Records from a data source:
* * *

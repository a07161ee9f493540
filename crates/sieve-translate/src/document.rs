use bson::{Bson, Document};
use sieve_query::SortDirection;

use crate::builder::{FieldMatcher, PopulatePath, QueryBuilder, SortOrder};
use crate::condition::{Condition, regex_document};
use crate::pattern::RegexPattern;

/// What the built query asks the store for.
#[derive(Debug, Clone, Default, PartialEq, Eq)]
pub enum Operation {
    #[default]
    Find,
    Count,
    Distinct(String),
}

/// A [`QueryBuilder`] that renders a Mongo-style filter document plus find
/// options.
#[derive(Debug, Clone, Default, PartialEq)]
pub struct DocumentQuery {
    filter: Document,
    sort: Option<Document>,
    skip: Option<i64>,
    limit: Option<i64>,
    populates: Vec<PopulatePath>,
    projection: Option<String>,
    lean: bool,
    operation: Operation,
}

impl DocumentQuery {
    pub fn new() -> Self {
        Self::default()
    }

    pub fn filter(&self) -> &Document {
        &self.filter
    }

    pub fn into_filter(self) -> Document {
        self.filter
    }

    /// Ordered `{field: 1 | -1}` sort document.
    pub fn sort_document(&self) -> Option<&Document> {
        self.sort.as_ref()
    }

    pub fn skip_count(&self) -> Option<i64> {
        self.skip
    }

    pub fn limit_count(&self) -> Option<i64> {
        self.limit
    }

    pub fn populates(&self) -> &[PopulatePath] {
        &self.populates
    }

    /// Space-separated projection as passed to `select`.
    pub fn projection(&self) -> Option<&str> {
        self.projection.as_deref()
    }

    /// Projection as a document: `-field` excludes, anything else includes.
    pub fn projection_document(&self) -> Option<Document> {
        let projection = self.projection.as_deref()?;
        let mut document = Document::new();
        for field in projection.split_whitespace() {
            match field.strip_prefix('-') {
                Some(excluded) => document.insert(excluded, 0),
                None => document.insert(field.trim_start_matches('+'), 1),
            };
        }
        if document.is_empty() { None } else { Some(document) }
    }

    pub fn is_lean(&self) -> bool {
        self.lean
    }

    pub fn operation(&self) -> &Operation {
        &self.operation
    }

    fn push_group(&mut self, key: &str, conditions: Vec<Condition>) {
        if conditions.is_empty() {
            return;
        }
        let rendered = conditions
            .iter()
            .map(|condition| Bson::Document(condition.to_document()));
        match self.filter.get_mut(key) {
            Some(Bson::Array(existing)) => existing.extend(rendered),
            _ => {
                self.filter.insert(key, Bson::Array(rendered.collect()));
            }
        }
    }
}

/// Field-scoped view into a [`DocumentQuery`] filter.
pub struct DocumentField<'q> {
    filter: &'q mut Document,
    field: String,
}

impl DocumentField<'_> {
    /// Merge `entries` into the field's operator document. A plain equality
    /// value already on the field is replaced.
    fn merge(self, entries: Document) {
        if let Some(Bson::Document(operators)) = self.filter.get_mut(&self.field) {
            if operators.keys().all(|key| key.starts_with('$')) {
                for (key, value) in entries {
                    operators.insert(key, value);
                }
                return;
            }
        }
        self.filter.insert(self.field, entries);
    }

    fn operator(self, op: &str, value: Bson) {
        let mut entries = Document::new();
        entries.insert(op, value);
        self.merge(entries);
    }
}

impl FieldMatcher for DocumentField<'_> {
    fn equals(self, value: Bson) {
        self.filter.insert(self.field, value);
    }

    fn not_equals(self, value: Bson) {
        self.operator("$ne", value);
    }

    fn not_in(self, values: Vec<Bson>) {
        self.operator("$nin", Bson::Array(values));
    }

    fn in_values(self, values: Vec<Bson>) {
        self.operator("$in", Bson::Array(values));
    }

    fn greater_than(self, value: Bson) {
        self.operator("$gt", value);
    }

    fn less_than(self, value: Bson) {
        self.operator("$lt", value);
    }

    fn element_match(self, value: Bson) {
        self.operator("$elemMatch", value);
    }

    fn size_equals(self, value: Bson) {
        self.operator("$size", value);
    }

    fn regex_matches(self, pattern: RegexPattern) {
        self.merge(regex_document(&pattern));
    }

    fn exists(self, value: Bson) {
        self.operator("$exists", value);
    }
}

impl QueryBuilder for DocumentQuery {
    type Field<'a> = DocumentField<'a>;

    fn where_field(&mut self, name: &str) -> DocumentField<'_> {
        DocumentField {
            filter: &mut self.filter,
            field: name.to_string(),
        }
    }

    fn or(&mut self, conditions: Vec<Condition>) {
        self.push_group("$or", conditions);
    }

    fn and(&mut self, conditions: Vec<Condition>) {
        self.push_group("$and", conditions);
    }

    fn sort(&mut self, order: SortOrder) {
        let sort = self.sort.get_or_insert_with(Document::new);
        for (field, direction) in order {
            let value = match direction {
                SortDirection::Asc => 1,
                SortDirection::Desc => -1,
            };
            sort.insert(field, value);
        }
    }

    fn populate(&mut self, populate: PopulatePath) {
        self.populates.push(populate);
    }

    fn skip(&mut self, offset: i64) {
        self.skip = Some(offset);
    }

    fn limit(&mut self, limit: i64) {
        self.limit = Some(limit);
    }

    fn count(&mut self) {
        self.operation = Operation::Count;
    }

    fn distinct(&mut self, field: &str) {
        self.operation = Operation::Distinct(field.to_string());
    }

    fn select(&mut self, fields: &str) {
        match &mut self.projection {
            Some(projection) => {
                projection.push(' ');
                projection.push_str(fields);
            }
            None => self.projection = Some(fields.to_string()),
        }
    }

    fn lean(&mut self, lean: bool) {
        self.lean = lean;
    }
}
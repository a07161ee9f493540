use std::fmt;

use crate::pattern::RegexError;

/// Which filter list a failing filter came from.
#[derive(Debug, Clone, Copy, PartialEq, Eq)]
pub enum FilterOrigin {
    Filters,
    ListFilters,
}

impl fmt::Display for FilterOrigin {
    fn fmt(&self, f: &mut fmt::Formatter<'_>) -> fmt::Result {
        match self {
            FilterOrigin::Filters => f.write_str("filters"),
            FilterOrigin::ListFilters => f.write_str("list filters"),
        }
    }
}

#[derive(Debug, thiserror::Error)]
pub enum TranslateError {
    #[error("unrecognized filter type in {origin}: {kind}")]
    UnrecognizedFilterKind { kind: String, origin: FilterOrigin },

    #[error("unsupported {kind} condition on field {field:?} inside a conditional filter")]
    UnsupportedConditionalLeaf { kind: String, field: String },

    #[error("invalid regex on field {field:?}: {source}")]
    InvalidRegex {
        field: String,
        #[source]
        source: RegexError,
    },

    #[error("filter field name is empty")]
    EmptyFieldName,

    #[error("list filters require a field resolver")]
    MissingResolver,
}
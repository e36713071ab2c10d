use serde_json::Value;
use std::sync::Arc;
use uuid::Uuid;
use volara_core::notify::NotificationDispatcher;
use volara_core::payment::{CheckoutSession, PaymentAdapter, PaymentStatus};

/// Orchestrates the payment side of the PAGADA transition: session creation
/// and verification go through the adapter; confirmation mail goes through
/// the dispatcher and is strictly best-effort.
pub struct CheckoutCoordinator {
    adapter: Arc<dyn PaymentAdapter>,
    notifier: Arc<dyn NotificationDispatcher>,
}

impl CheckoutCoordinator {
    pub fn new(adapter: Arc<dyn PaymentAdapter>, notifier: Arc<dyn NotificationDispatcher>) -> Self {
        Self { adapter, notifier }
    }

    /// Create a hosted checkout session for the reservation total.
    pub async fn start_checkout(
        &self,
        reservation_id: Uuid,
        amount: i64,
        currency: &str,
    ) -> Result<CheckoutSession, Box<dyn std::error::Error + Send + Sync>> {
        self.adapter.create_session(reservation_id, amount, currency).await
    }

    /// Resolve a session id to "payment succeeded" - the only boolean the
    /// reservation state machine needs.
    pub async fn payment_succeeded(
        &self,
        session_id: &str,
    ) -> Result<bool, Box<dyn std::error::Error + Send + Sync>> {
        let status = self.adapter.verify_session(session_id).await?;
        Ok(status == PaymentStatus::Succeeded)
    }

    /// Fire the purchase confirmations. The reservation is already PAGADA;
    /// a dispatch failure is logged and never propagated.
    pub async fn notify_paid(
        &self,
        owner_email: &str,
        traveler_emails: &[String],
        reservation: &Value,
    ) {
        if let Err(e) = self
            .notifier
            .send_purchase_confirmation(owner_email, traveler_emails, reservation)
            .await
        {
            tracing::warn!(
                code = reservation["code"].as_str().unwrap_or_default(),
                "Purchase confirmation dispatch failed: {}",
                e
            );
        }
    }

    /// Reservation-created confirmation, same best-effort contract.
    pub async fn notify_reserved(&self, email: &str, reservation: &Value) {
        if let Err(e) = self
            .notifier
            .send_reservation_confirmation(email, reservation)
            .await
        {
            tracing::warn!(
                code = reservation["code"].as_str().unwrap_or_default(),
                "Reservation confirmation dispatch failed: {}",
                e
            );
        }
    }
}

pub struct MockPaymentAdapter;

#[async_trait::async_trait]
impl PaymentAdapter for MockPaymentAdapter {
    async fn create_session(
        &self,
        reservation_id: Uuid,
        amount: i64,
        currency: &str,
    ) -> Result<CheckoutSession, Box<dyn std::error::Error + Send + Sync>> {
        // Encode the reservation id in the session id so the mock can "remember" it.
        let id = format!("mock_cs_{}", reservation_id.simple());
        Ok(CheckoutSession {
            redirect_url: format!("https://checkout.example/pay/{}", id),
            id,
            reservation_id,
            amount,
            currency: currency.to_string(),
            created_at: chrono::Utc::now(),
        })
    }

    async fn verify_session(
        &self,
        session_id: &str,
    ) -> Result<PaymentStatus, Box<dyn std::error::Error + Send + Sync>> {
        // Trigger for testing declined payments
        if session_id.ends_with("_declined") {
            return Ok(PaymentStatus::Failed);
        }
        if !session_id.starts_with("mock_cs_") {
            return Err("Unknown checkout session".into());
        }
        Ok(PaymentStatus::Succeeded)
    }
}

* * *

About this task:
Search the data and copy each line containing "enum".

Response area:
pub enum Operation {
pub enum FilterOrigin {
pub enum TranslateError {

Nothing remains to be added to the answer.